• [WORK TASK]: The lines to copy are those holding the string "Option" in the entries below.

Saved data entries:
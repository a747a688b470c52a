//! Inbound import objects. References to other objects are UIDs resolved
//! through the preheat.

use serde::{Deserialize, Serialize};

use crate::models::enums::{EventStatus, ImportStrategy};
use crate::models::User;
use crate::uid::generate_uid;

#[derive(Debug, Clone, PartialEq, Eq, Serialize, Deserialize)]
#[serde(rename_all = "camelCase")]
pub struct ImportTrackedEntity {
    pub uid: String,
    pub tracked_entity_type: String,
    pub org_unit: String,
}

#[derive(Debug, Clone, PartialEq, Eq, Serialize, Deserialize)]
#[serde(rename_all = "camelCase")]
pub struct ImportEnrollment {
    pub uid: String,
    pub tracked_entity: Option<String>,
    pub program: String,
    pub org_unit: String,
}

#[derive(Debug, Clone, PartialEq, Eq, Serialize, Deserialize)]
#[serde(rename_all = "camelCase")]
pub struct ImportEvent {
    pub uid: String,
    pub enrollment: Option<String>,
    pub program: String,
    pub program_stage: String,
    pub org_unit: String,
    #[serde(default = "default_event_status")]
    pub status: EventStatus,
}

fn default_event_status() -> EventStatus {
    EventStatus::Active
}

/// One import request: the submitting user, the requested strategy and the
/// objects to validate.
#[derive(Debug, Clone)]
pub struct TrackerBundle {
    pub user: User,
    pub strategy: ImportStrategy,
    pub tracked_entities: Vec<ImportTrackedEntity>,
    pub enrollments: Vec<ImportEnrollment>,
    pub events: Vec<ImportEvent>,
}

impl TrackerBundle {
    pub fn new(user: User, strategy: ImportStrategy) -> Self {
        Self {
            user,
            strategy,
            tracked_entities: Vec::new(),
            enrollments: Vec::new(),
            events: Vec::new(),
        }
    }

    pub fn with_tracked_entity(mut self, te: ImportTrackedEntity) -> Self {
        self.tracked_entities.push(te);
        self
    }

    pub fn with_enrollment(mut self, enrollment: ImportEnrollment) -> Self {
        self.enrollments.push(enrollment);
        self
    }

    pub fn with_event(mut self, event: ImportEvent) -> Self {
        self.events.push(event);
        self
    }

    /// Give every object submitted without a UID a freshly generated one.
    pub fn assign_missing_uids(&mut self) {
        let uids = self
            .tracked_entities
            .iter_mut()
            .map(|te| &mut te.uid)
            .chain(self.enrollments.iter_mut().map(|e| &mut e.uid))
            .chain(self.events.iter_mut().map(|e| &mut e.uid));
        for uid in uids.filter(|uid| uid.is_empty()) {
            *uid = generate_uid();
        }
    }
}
...
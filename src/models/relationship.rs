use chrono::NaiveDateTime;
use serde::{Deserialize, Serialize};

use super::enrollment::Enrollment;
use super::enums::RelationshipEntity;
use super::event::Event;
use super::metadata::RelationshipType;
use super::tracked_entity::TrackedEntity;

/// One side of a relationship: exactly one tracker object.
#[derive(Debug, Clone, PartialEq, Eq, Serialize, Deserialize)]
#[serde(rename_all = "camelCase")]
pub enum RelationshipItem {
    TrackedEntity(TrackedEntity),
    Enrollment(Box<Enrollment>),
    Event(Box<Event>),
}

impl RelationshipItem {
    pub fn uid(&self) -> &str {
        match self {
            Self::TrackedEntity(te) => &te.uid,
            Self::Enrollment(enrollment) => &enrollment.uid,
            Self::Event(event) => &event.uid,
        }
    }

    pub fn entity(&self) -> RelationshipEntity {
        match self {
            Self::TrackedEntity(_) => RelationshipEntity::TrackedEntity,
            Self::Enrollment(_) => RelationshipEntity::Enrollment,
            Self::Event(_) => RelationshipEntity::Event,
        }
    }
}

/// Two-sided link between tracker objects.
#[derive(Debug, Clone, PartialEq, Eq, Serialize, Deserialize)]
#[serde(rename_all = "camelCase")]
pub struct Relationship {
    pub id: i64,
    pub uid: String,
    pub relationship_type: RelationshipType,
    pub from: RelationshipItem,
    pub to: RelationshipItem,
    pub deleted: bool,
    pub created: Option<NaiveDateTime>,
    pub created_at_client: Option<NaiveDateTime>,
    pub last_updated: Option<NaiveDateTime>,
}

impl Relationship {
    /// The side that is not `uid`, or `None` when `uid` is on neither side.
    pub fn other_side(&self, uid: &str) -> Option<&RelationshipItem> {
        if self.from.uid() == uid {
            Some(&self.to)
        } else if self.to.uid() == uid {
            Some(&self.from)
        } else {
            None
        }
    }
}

• [RESULT OF THE TASK]:
    pub tracked_entity: Option<String>,
    pub enrollment: Option<String>,
    pub created: Option<NaiveDateTime>,
    pub created_at_client: Option<NaiveDateTime>,
    pub last_updated: Option<NaiveDateTime>,
    pub fn other_side(&self, uid: &str) -> Option<&RelationshipItem> {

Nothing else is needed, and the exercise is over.